Conversávamos muito. Esteve internado em setembro de um ano, por algumas semanas, e depois retornou em janeiro do próximo ano.
Quando volta em janeiro, pergunto como foi estar em casa. Ele diz que foi bom pois fez amizades. Perguntei o nome da amiga. Ele responde, Alexa. Diz que ela é uma ótima amiga e companheira. A Alexa era da sua esposa, mas fazia companhia a ele, pois estava praticamente acamado. Comentou que conversava com ela, que ela tocava as músicas que ele gostava de ouvir. Fiquei intrigada, não conhecia Alexa, somente de nome. Cheguei em casa e fui para o quarto do meu filho ver se a Alexa dele conversava comigo. De fato, ela conversava e me apoiou quando disse que estava triste e fiz outras perguntas. Engraçado.

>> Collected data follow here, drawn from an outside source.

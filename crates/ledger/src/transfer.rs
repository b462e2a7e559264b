use chrono::{DateTime, NaiveDate, Utc};
use serde::{Deserialize, Serialize};

use propledger_core::{
    DomainError, DomainResult, Entity, EntityKind, Money, Reference, SafeId, TransferId,
};

use crate::validation::{FieldValue, Validate};
use crate::voucher::BalanceAdjustment;

/// Movement of cash between two safes.
#[derive(Debug, Clone, PartialEq, Eq, Serialize, Deserialize)]
pub struct Transfer {
    pub id: TransferId,
    pub from_safe_id: SafeId,
    pub to_safe_id: SafeId,
    pub amount: Money,
    pub date: NaiveDate,
    #[serde(default)]
    pub description: String,
    pub created_at: DateTime<Utc>,
    pub updated_at: DateTime<Utc>,
}

#[derive(Debug, Clone, Deserialize)]
pub struct TransferDraft {
    pub from_safe_id: SafeId,
    pub to_safe_id: SafeId,
    pub amount: Money,
    pub date: NaiveDate,
    #[serde(default)]
    pub description: String,
}

impl Transfer {
    pub fn record(id: TransferId, draft: TransferDraft, now: DateTime<Utc>) -> Self {
        Self {
            id,
            from_safe_id: draft.from_safe_id,
            to_safe_id: draft.to_safe_id,
            amount: draft.amount,
            date: draft.date,
            description: draft.description,
            created_at: now,
            updated_at: now,
        }
    }

    /// Debit the source, credit the destination.
    pub fn legs(&self) -> [BalanceAdjustment; 2] {
        [
            BalanceAdjustment {
                safe_id: self.from_safe_id,
                delta: -self.amount,
            },
            BalanceAdjustment {
                safe_id: self.to_safe_id,
                delta: self.amount,
            },
        ]
    }

    /// Legs that undo this transfer.
    pub fn reversal(&self) -> [BalanceAdjustment; 2] {
        self.legs().map(|leg| BalanceAdjustment {
            safe_id: leg.safe_id,
            delta: -leg.delta,
        })
    }

    /// Net effect on `safe_id` (zero when the safe is not involved).
    pub fn effect_on(&self, safe_id: SafeId) -> Money {
        self.legs()
            .iter()
            .filter(|leg| leg.safe_id == safe_id)
            .map(|leg| leg.delta)
            .sum()
    }
}

impl Entity for Transfer {
    const KIND: EntityKind = EntityKind::Transfer;
    type Id = TransferId;

    fn id(&self) -> TransferId {
        self.id
    }

    fn references(&self) -> Vec<Reference> {
        vec![
            Reference::new(EntityKind::Safe, self.from_safe_id),
            Reference::new(EntityKind::Safe, self.to_safe_id),
        ]
    }
}

impl Validate for Transfer {
    fn field_values(&self) -> Vec<(&'static str, FieldValue<'_>)> {
        vec![
            ("amount", FieldValue::Amount(self.amount)),
            ("description", FieldValue::Text(&self.description)),
        ]
    }

    fn check_invariants(&self) -> DomainResult<()> {
        if self.from_safe_id == self.to_safe_id {
            return Err(DomainError::validation(
                "transfer: source and destination safe must differ",
            ));
        }
        Ok(())
    }
}
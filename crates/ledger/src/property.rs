//! Units (sellable properties) and the sale contracts attached to them.

use chrono::{DateTime, NaiveDate, Utc};
use rust_decimal::Decimal;
use serde::{Deserialize, Serialize};

use propledger_core::{
    BrokerId, ContractId, CustomerId, DomainError, DomainResult, Entity, EntityKind, Money,
    Reference, UnitId,
};

use crate::record::Record;
use crate::validation::{FieldValue, Validate};

#[derive(Debug, Copy, Clone, PartialEq, Eq, Hash, Serialize, Deserialize)]
#[serde(rename_all = "lowercase")]
pub enum UnitStatus {
    Available,
    Reserved,
    Sold,
}

impl UnitStatus {
    pub fn as_str(self) -> &'static str {
        match self {
            UnitStatus::Available => "available",
            UnitStatus::Reserved => "reserved",
            UnitStatus::Sold => "sold",
        }
    }
}

#[derive(Debug, Clone, PartialEq, Eq, Serialize, Deserialize)]
pub struct Unit {
    pub id: UnitId,
    pub code: String,
    pub unit_type: String,
    pub area: Decimal,
    #[serde(default)]
    pub floor: Option<i32>,
    #[serde(default)]
    pub building: Option<String>,
    pub list_price: Money,
    pub status: UnitStatus,
    #[serde(default)]
    pub notes: Option<String>,
    pub created_at: DateTime<Utc>,
    pub updated_at: DateTime<Utc>,
}

/// Writable unit attributes. Status is driven by contracts and reservations.
#[derive(Debug, Clone, Deserialize)]
pub struct UnitDraft {
    pub code: String,
    pub unit_type: String,
    #[serde(default)]
    pub area: Decimal,
    #[serde(default)]
    pub floor: Option<i32>,
    #[serde(default)]
    pub building: Option<String>,
    #[serde(default)]
    pub list_price: Money,
    #[serde(default)]
    pub notes: Option<String>,
}

impl Unit {
    fn transition(&mut self, to: UnitStatus, now: DateTime<Utc>) {
        self.status = to;
        self.updated_at = now;
    }

    pub fn reserve(&mut self, now: DateTime<Utc>) -> DomainResult<()> {
        match self.status {
            UnitStatus::Available => {
                self.transition(UnitStatus::Reserved, now);
                Ok(())
            }
            other => Err(DomainError::conflict(format!(
                "unit {} is {} and cannot be reserved",
                self.code,
                other.as_str()
            ))),
        }
    }

    pub fn release(&mut self, now: DateTime<Utc>) -> DomainResult<()> {
        match self.status {
            UnitStatus::Reserved => {
                self.transition(UnitStatus::Available, now);
                Ok(())
            }
            other => Err(DomainError::conflict(format!(
                "unit {} is {} and cannot be released",
                self.code,
                other.as_str()
            ))),
        }
    }

    /// A contract was signed on this unit.
    pub fn sell(&mut self, now: DateTime<Utc>) -> DomainResult<()> {
        match self.status {
            UnitStatus::Available | UnitStatus::Reserved => {
                self.transition(UnitStatus::Sold, now);
                Ok(())
            }
            UnitStatus::Sold => Err(DomainError::conflict(format!(
                "unit {} is already sold",
                self.code
            ))),
        }
    }

    /// The unit's contract was removed; it goes back on the market.
    pub fn make_available(&mut self, now: DateTime<Utc>) {
        self.transition(UnitStatus::Available, now);
    }
}

impl Entity for Unit {
    const KIND: EntityKind = EntityKind::Unit;
    type Id = UnitId;

    fn id(&self) -> UnitId {
        self.id
    }
}

impl Validate for Unit {
    fn field_values(&self) -> Vec<(&'static str, FieldValue<'_>)> {
        vec![
            ("code", FieldValue::Text(&self.code)),
            ("unit_type", FieldValue::Text(&self.unit_type)),
            ("area", FieldValue::Number(self.area)),
            ("list_price", FieldValue::Amount(self.list_price)),
            ("building", FieldValue::OptText(self.building.as_deref())),
        ]
    }
}

impl Record for Unit {
    type Draft = UnitDraft;

    fn create(id: UnitId, draft: UnitDraft, now: DateTime<Utc>) -> Self {
        Self {
            id,
            code: draft.code,
            unit_type: draft.unit_type,
            area: draft.area,
            floor: draft.floor,
            building: draft.building,
            list_price: draft.list_price,
            status: UnitStatus::Available,
            notes: draft.notes,
            created_at: now,
            updated_at: now,
        }
    }

    fn revise(&mut self, draft: UnitDraft, now: DateTime<Utc>) {
        self.code = draft.code;
        self.unit_type = draft.unit_type;
        self.area = draft.area;
        self.floor = draft.floor;
        self.building = draft.building;
        self.list_price = draft.list_price;
        self.notes = draft.notes;
        self.updated_at = now;
    }
}

/// Sale agreement linking one customer to one unit.
#[derive(Debug, Clone, PartialEq, Eq, Serialize, Deserialize)]
pub struct Contract {
    pub id: ContractId,
    pub unit_id: UnitId,
    pub customer_id: CustomerId,
    pub total_price: Money,
    #[serde(default)]
    pub discount_amount: Money,
    #[serde(default)]
    pub broker_id: Option<BrokerId>,
    #[serde(default)]
    pub broker_name: Option<String>,
    #[serde(default)]
    pub broker_amount: Money,
    pub start_date: NaiveDate,
    #[serde(default)]
    pub notes: Option<String>,
    pub created_at: DateTime<Utc>,
    pub updated_at: DateTime<Utc>,
}

#[derive(Debug, Clone, Deserialize)]
pub struct ContractDraft {
    pub unit_id: UnitId,
    pub customer_id: CustomerId,
    pub total_price: Money,
    #[serde(default)]
    pub discount_amount: Money,
    #[serde(default)]
    pub broker_id: Option<BrokerId>,
    #[serde(default)]
    pub broker_name: Option<String>,
    #[serde(default)]
    pub broker_amount: Money,
    pub start_date: NaiveDate,
    #[serde(default)]
    pub notes: Option<String>,
}

/// Editable contract terms; unit, customer and broker are fixed at signing.
#[derive(Debug, Clone, Deserialize)]
pub struct ContractRevision {
    pub total_price: Money,
    #[serde(default)]
    pub discount_amount: Money,
    pub start_date: NaiveDate,
    #[serde(default)]
    pub notes: Option<String>,
}

impl Contract {
    pub fn sign(id: ContractId, draft: ContractDraft, now: DateTime<Utc>) -> Self {
        Self {
            id,
            unit_id: draft.unit_id,
            customer_id: draft.customer_id,
            total_price: draft.total_price,
            discount_amount: draft.discount_amount,
            broker_id: draft.broker_id,
            broker_name: draft.broker_name,
            broker_amount: draft.broker_amount,
            start_date: draft.start_date,
            notes: draft.notes,
            created_at: now,
            updated_at: now,
        }
    }

    pub fn revise(&mut self, revision: ContractRevision, now: DateTime<Utc>) {
        self.total_price = revision.total_price;
        self.discount_amount = revision.discount_amount;
        self.start_date = revision.start_date;
        self.notes = revision.notes;
        self.updated_at = now;
    }

    /// Price after discount.
    pub fn net_price(&self) -> Money {
        self.total_price - self.discount_amount
    }
}

impl Entity for Contract {
    const KIND: EntityKind = EntityKind::Contract;
    type Id = ContractId;

    fn id(&self) -> ContractId {
        self.id
    }

    fn references(&self) -> Vec<Reference> {
        let mut refs = vec![
            Reference::new(EntityKind::Unit, self.unit_id),
            Reference::new(EntityKind::Customer, self.customer_id),
        ];
        if let Some(broker_id) = self.broker_id {
            refs.push(Reference::new(EntityKind::Broker, broker_id));
        }
        refs
    }
}

impl Validate for Contract {
    fn field_values(&self) -> Vec<(&'static str, FieldValue<'_>)> {
        vec![
            ("total_price", FieldValue::Amount(self.total_price)),
            ("discount_amount", FieldValue::Amount(self.discount_amount)),
            ("broker_amount", FieldValue::Amount(self.broker_amount)),
            ("broker_name", FieldValue::OptText(self.broker_name.as_deref())),
        ]
    }

    fn check_invariants(&self) -> DomainResult<()> {
        if self.discount_amount > self.total_price {
            return Err(DomainError::validation(
                "contract.discount_amount: must not exceed total_price",
            ));
        }
        Ok(())
    }
}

Sr G era surpreendente. Me pedia para ouvir Chris de Burgh, entre outros cantores que hoje não me recordo. Ouvíamos música juntos enquanto eu dava massagem nele e enquanto conversávamos sobre sua casa, sua família. Ouvimos Kung fu Fighting quando ele decidiu que queria ficar forte das pernas para voltar para casa andando. Rimos muito com a música e durante uma semana lutamos e conseguimos fortalecer suas pernas um pouquinho. Ele era destemido e determinado. Imagino como deve ser desafiador, você acamado tirando forças não sei da onde para restabelecer suas forças físicas e ter a coragem de recomeçar, mesmo quando tudo te diz o contrário. Essa esperança foi contagiante e o colega de quarto também ficava muito motivado em melhorar. Esperança é algo gostoso demais, é igual pudim, desce macio e faz a gente querer mais. Cada um da equipe trazia um ingrediente para esse pudim. Complicado é saber a quantidade. Se exagerarmos no ingrediente podemos estar iludindo o paciente, mas se colocarmos na quantidade certa, aumenta a fé e torna possível o impossível. O projeto de ficar forte das pernas o distraiu de não poder comer e mudou a energia dos seus cuidados. De sensação de despedida virou sensação de recomeço. E não é? Pernas fortes para nova fase da vida? Estar preparado para partir com coragem e, porque não, com pernas fortes.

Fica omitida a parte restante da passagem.